The gentleness in the movie primarily stems from Rachel McAdams, who has Hollywood’s best smile and a knack for playing along with man-child material in such a way that it feels sweet rather than grating. (Yes, I’m talking about About Time.) She spends much of the movie dressed like a precocious eight-year-old, but is nevertheless the movie’s most composed adult. She’s been in enough stuff by now for us to know that she is game for just about anything, but the ridiculous stuff that they do with Sigrit’s hair and costumes is as much a running gag as anything else in the picture, and now I’ve heard McAdams say the endlessly applicable line “The elves have gone too far!” Lars is the one in Fire Saga who has the dream and the vision (which means he’s the one who gets them suspended above the stage in Iceland, almost kills Sigrit with a human-sized hamster wheel, etc.), but Sigrit is the one with the talent. Molly Sandén’s voice is the one we hear, and she’s certainly got the goods in a very late ’10s way. It’s not hard to imagine a someone more internationally famous filling in for Sandén on something like “Double Trouble,” which is a credit to her. After nearly getting her neck broken by Lars, Sigrit parts ways with him. He is too embarrassed by what happened on stage, and too crestfallen that his dream of winning Eurovision is dead, to go back to the green room where the performers wait to get their scores. Sigrit insists that it’s their job as representatives of their country that they put the best face on it that they can, and thus she’s in the room where Iceland sneaks into the final based, presumably, on their pluck. It is the thing that turns Lars’ dad, Erick (Pierce Brosnan) around about his son, who he’s been embarrassed about for decades now; you didn’t give up, he tells Lars, and you finished the performance. It’s what sends Lars back to Eurovision after a brief return to Iceland, but it’s also proof that Sigrit is much the nobler of the two, and for a movie where there is no real villain who isn’t some shady hedge fund manager, the movie needs the conflict to come between two decent people where one of them stays the course of that decency. McAdams more than delivers in that spot, no matter how funky her accent is.

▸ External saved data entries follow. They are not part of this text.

//! Buffered XML Reader
//!
//! Reads XML from any source implementing Read trait, using an internal
//! buffer as the tokenizer's window. The buffer grows when a single token
//! does not fit, so its configured size is a starting capacity rather
//! than a limit on token length.

use std::io::Read;

/// Buffer size for reading chunks
pub const DEFAULT_BUFFER_SIZE: usize = 8192;

/// Buffered XML reader for streaming input
pub struct BufferedReader<R: Read> {
    reader: R,
    buffer: Vec<u8>,
    pos: usize,
    end: usize,
    eof: bool,
    /// Bytes consumed before the current window
    consumed: usize,
}

impl<R: Read> BufferedReader<R> {
    /// Create a new buffered reader
    pub fn new(reader: R) -> Self {
        Self::with_capacity(reader, DEFAULT_BUFFER_SIZE)
    }

    /// Create a new buffered reader with specified buffer capacity
    pub fn with_capacity(reader: R, capacity: usize) -> Self {
        BufferedReader {
            reader,
            buffer: vec![0u8; capacity.max(16)],
            pos: 0,
            end: 0,
            eof: false,
            consumed: 0,
        }
    }

    /// Fill the buffer from the reader.
    ///
    /// Returns false once the source is exhausted.
    pub fn fill_buffer(&mut self) -> std::io::Result<bool> {
        if self.eof {
            return Ok(false);
        }

        // Compact: move remaining data to start
        if self.pos > 0 {
            let remaining = self.end - self.pos;
            if remaining > 0 {
                self.buffer.copy_within(self.pos..self.end, 0);
            }
            self.end = remaining;
            self.pos = 0;
        }

        // Window is full of one unfinished token
        if self.end == self.buffer.len() {
            let grown = self.buffer.len() * 2;
            self.buffer.resize(grown, 0);
        }

        // Read more data
        let read = loop {
            match self.reader.read(&mut self.buffer[self.end..]) {
                Ok(n) => break n,
                Err(e) if e.kind() == std::io::ErrorKind::Interrupted => continue,
                Err(e) => return Err(e),
            }
        };
        if read == 0 {
            self.eof = true;
            Ok(false)
        } else {
            self.end += read;
            Ok(true)
        }
    }

    /// Get current buffered data as a slice
    pub fn buffered(&self) -> &[u8] {
        &self.buffer[self.pos..self.end]
    }

    /// True once the source has reported end of input
    pub fn source_exhausted(&self) -> bool {
        self.eof
    }

    /// Check if we've reached end of input
    pub fn is_eof(&self) -> bool {
        self.eof && self.pos >= self.end
    }

    /// Consume n bytes from the buffer
    pub fn consume(&mut self, n: usize) {
        let n = n.min(self.end - self.pos);
        self.pos += n;
        self.consumed += n;
    }

    /// Absolute offset of the start of the current window
    pub fn offset(&self) -> usize {
        self.consumed
    }
}

#[cfg(test)]
mod tests {
    use super::*;
    use std::io::Cursor;

    #[test]
    fn test_buffered_reader() {
        let data = b"<root>content</root>";
        let cursor = Cursor::new(data.to_vec());
        let mut reader = BufferedReader::new(cursor);

        reader.fill_buffer().unwrap();
        assert_eq!(reader.buffered(), data);
        assert!(!reader.fill_buffer().unwrap());
        assert!(reader.source_exhausted());
    }

    #[test]
    fn test_consume_tracks_offset() {
        let mut reader = BufferedReader::new(Cursor::new(b"<a><b/></a>".to_vec()));
        reader.fill_buffer().unwrap();
        reader.consume(3);
        assert_eq!(reader.buffered(), b"<b/></a>");
        assert_eq!(reader.offset(), 3);
    }

    #[test]
    fn test_grows_when_full() {
        let data = vec![b'x'; 100];
        let mut reader = BufferedReader::with_capacity(Cursor::new(data.clone()), 16);
        while reader.fill_buffer().unwrap() {}
        assert_eq!(reader.buffered(), &data[..]);
        assert!(!reader.is_eof());
        reader.consume(100);
        assert!(reader.is_eof());
    }
}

If there’s something which is genuinely holding back Eurovision Song Contest, it’s the final song, “Husavik,” which is meant to work exactly as you would expect that song to work. Lars and Sigrit are making up because he’s stopped being such a nimrod. Iceland is going to have an unforgettable moment at Eurovision without any death-defying stunts, even if it means they’re disqualified for playing a different song. Lars has finally found out that Sigrit is not his half-sister, which means things are wide open for them romantically again. (The movie’s other great running gag is about people asking if Lars and Sigrit are brother and sister; she always says no, and he always says probably not. His dad is apparently the father of a great many people their age in Husavik, because he looks like Pierce Brosnan and the rest of the men don’t. Pierce Brosnan is sixty-seven years old and is a gazillion times more handsome than he was when he was playing James Bond. There’s a lot about this movie that’s made me reel a little, but how hot antediluvian Brosnan is in movie where they emphatically don’t let him sing is…something.) As the thing that finishes out the plot, it’s a sadly limp ending for a movie that has spent the last 110 minutes in a state of bedazzling silliness, more Celtic Woman than Dschinghis Khan.